I close my eyes and look at the bright orange of my eyelids. For a moment, out of habit, I start to imagine I'm with my real mother, in a foreign country under a hot Middle Eastern sky . . . But I don't want to be anywhere but here, right now.

.

When I wake up, he's gone.

It's a little bit cooler than it was, but the air is still warm and heavy, sticking to me like honey. The stream is chirruping, singing to itself, and I can smell hot earth and grass. I don't want to open my eyes, but I do. And Oliver's gone.

For a second I feel more bereft, more alone, than I've ever felt in my life.

I sit up. The remains of the food are still spread out around me, but shadows have grown over them like moss. The bottles of champagne and elderflower stuff are still in the stream, rocking gently in the current. I look round, squinting through the trees to see where the sun is. I don't know how long I've been asleep.

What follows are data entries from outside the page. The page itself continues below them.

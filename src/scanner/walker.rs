use rayon::prelude::*;
use std::os::unix::fs::MetadataExt;
use std::path::{Path, PathBuf};
use std::time::{Duration, SystemTime};
use walkdir::WalkDir;

use super::targets::ScanTarget;
use crate::common::permissions;

/// One direct child of a target root
#[derive(Debug, Clone)]
pub struct FileEntry {
    pub path: PathBuf,
    pub size_bytes: u64,
    pub modified: Option<SystemTime>,
    pub is_dir: bool,
}

/// What walking a target produced
#[derive(Debug, Default)]
pub struct TargetListing {
    pub entries: Vec<FileEntry>,
    pub errors: Vec<String>,
}

/// List the cleanup candidates of a target: every direct child of each of its
/// roots, sized in parallel.
pub fn walk_target(target: &ScanTarget) -> TargetListing {
    let mut listing = TargetListing::default();
    let mut children = Vec::new();

    for base_path in expand_paths(&target.paths) {
        if !base_path.exists() {
            continue;
        }
        if permissions::is_sip_protected(&base_path) {
            listing
                .errors
                .push(format!("Skipped SIP-protected: {}", base_path.display()));
            continue;
        }

        for entry in WalkDir::new(&base_path)
            .follow_links(false)
            .min_depth(1)
            .max_depth(1)
        {
            match entry {
                Ok(entry) => {
                    let name = entry.file_name().to_string_lossy();
                    if target.skip_names.iter().any(|s| s.as_str() == name) {
                        continue;
                    }
                    children.push(entry.into_path());
                }
                Err(e) => listing.errors.push(format!("{}: {}", base_path.display(), e)),
            }
        }
    }

    let min_age = target
        .min_age_days
        .map(|days| Duration::from_secs(days as u64 * 86400));

    listing.entries = children
        .par_iter()
        .filter_map(|path| describe(path, min_age))
        .collect();
    listing.entries.sort_by(|a, b| a.path.cmp(&b.path));
    listing.entries.dedup_by(|a, b| a.path == b.path);
    listing
}

fn describe(path: &Path, min_age: Option<Duration>) -> Option<FileEntry> {
    let metadata = std::fs::symlink_metadata(path).ok()?;
    let modified = metadata.modified().ok();

    if let (Some(min_age), Some(mod_time)) = (min_age, modified) {
        let age = SystemTime::now()
            .duration_since(mod_time)
            .unwrap_or_default();
        if age < min_age {
            return None;
        }
    }

    let is_dir = metadata.is_dir();
    // Use actual physical disk usage (not logical size) for sparse files
    let size_bytes = if is_dir {
        dir_size(path)
    } else {
        metadata.blocks() * 512
    };

    Some(FileEntry {
        path: path.to_path_buf(),
        size_bytes,
        modified,
        is_dir,
    })
}

/// Expand `~`, `$TMPDIR` and glob patterns in paths
pub fn expand_paths(paths: &[String]) -> Vec<PathBuf> {
    let home = dirs::home_dir();
    let tmpdir = std::env::temp_dir();
    let mut expanded = Vec::new();

    for path_str in paths {
        let resolved = if path_str == "$TMPDIR" {
            tmpdir.to_string_lossy().into_owned()
        } else if let Some(rest) = path_str.strip_prefix("~/") {
            match &home {
                Some(home) => home.join(rest).to_string_lossy().into_owned(),
                None => continue,
            }
        } else {
            path_str.clone()
        };

        // Handle glob patterns
        if resolved.contains('*') {
            if let Ok(entries) = glob::glob(&resolved) {
                expanded.extend(entries.filter_map(|e| e.ok()));
            }
        } else {
            expanded.push(PathBuf::from(resolved));
        }
    }

    expanded.sort();
    expanded.dedup();
    expanded
}

/// Calculate total size of a directory (physical disk usage)
pub fn dir_size(path: &Path) -> u64 {
    WalkDir::new(path)
        .follow_links(false)
        .into_iter()
        .filter_map(|e| e.ok())
        .filter(|e| e.file_type().is_file())
        .map(|e| e.metadata().map(|m| m.blocks() * 512).unwrap_or(0))
        .sum()
}

#[cfg(test)]
mod tests {
    use super::*;
    use crate::cleaner::CategoryStep;
    use crate::scanner::targets::SafetyLevel;
    use tempfile::TempDir;

    fn target_at(root: &Path) -> ScanTarget {
        ScanTarget {
            name: "test".into(),
            step: CategoryStep::UserCaches,
            paths: vec![root.to_string_lossy().into_owned()],
            safety: SafetyLevel::Safe,
            reason: "test".into(),
            skip_names: vec!["skipme".into()],
            min_age_days: None,
        }
    }

    #[test]
    fn test_lists_direct_children_only() {
        let dir = TempDir::new().unwrap();
        std::fs::create_dir_all(dir.path().join("app/deep/er")).unwrap();
        std::fs::write(dir.path().join("app/deep/er/blob"), vec![0u8; 8192]).unwrap();
        std::fs::write(dir.path().join("loose.log"), b"x").unwrap();
        std::fs::create_dir(dir.path().join("skipme")).unwrap();

        let listing = walk_target(&target_at(dir.path()));
        let names: Vec<_> = listing
            .entries
            .iter()
            .map(|e| e.path.file_name().unwrap().to_string_lossy().into_owned())
            .collect();
        assert_eq!(names, vec!["app", "loose.log"]);

        let app = &listing.entries[0];
        assert!(app.is_dir);
        assert!(app.size_bytes >= 8192);
    }

    #[test]
    fn test_min_age_filters_fresh_entries() {
        let dir = TempDir::new().unwrap();
        std::fs::write(dir.path().join("fresh.log"), b"x").unwrap();
        let mut target = target_at(dir.path());
        target.min_age_days = Some(1);
        assert!(walk_target(&target).entries.is_empty());
    }

    #[test]
    fn test_missing_root_is_empty() {
        let dir = TempDir::new().unwrap();
        let listing = walk_target(&target_at(&dir.path().join("nope")));
        assert!(listing.entries.is_empty());
        assert!(listing.errors.is_empty());
    }

    #[test]
    fn test_expand_paths_globs() {
        let dir = TempDir::new().unwrap();
        std::fs::create_dir_all(dir.path().join("A/Caches")).unwrap();
        std::fs::create_dir_all(dir.path().join("B/Caches")).unwrap();
        let pattern = format!("{}/*/Caches", dir.path().display());
        let expanded = expand_paths(&[pattern]);
        assert_eq!(expanded.len(), 2);
        assert_eq!(expand_paths(&["$TMPDIR".into()]), vec![std::env::temp_dir()]);
    }
}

I put my hand down on something soft and warm. It's Oliver's T-shirt, neatly folded but still dented from where my head was resting on it. He must have put it there for me to use as a pillow, after I went to sleep – carefully, without waking me. I pick it up and put it to my face, breathing in the scent of summer soil and grass, my own shampoo, cigarette smoke and, underneath all that, the clean laundry smell that was the first thing I noticed about Oliver when he hustled me out of Tyme's End like a bouncer. That was only yesterday. It feels like years ago.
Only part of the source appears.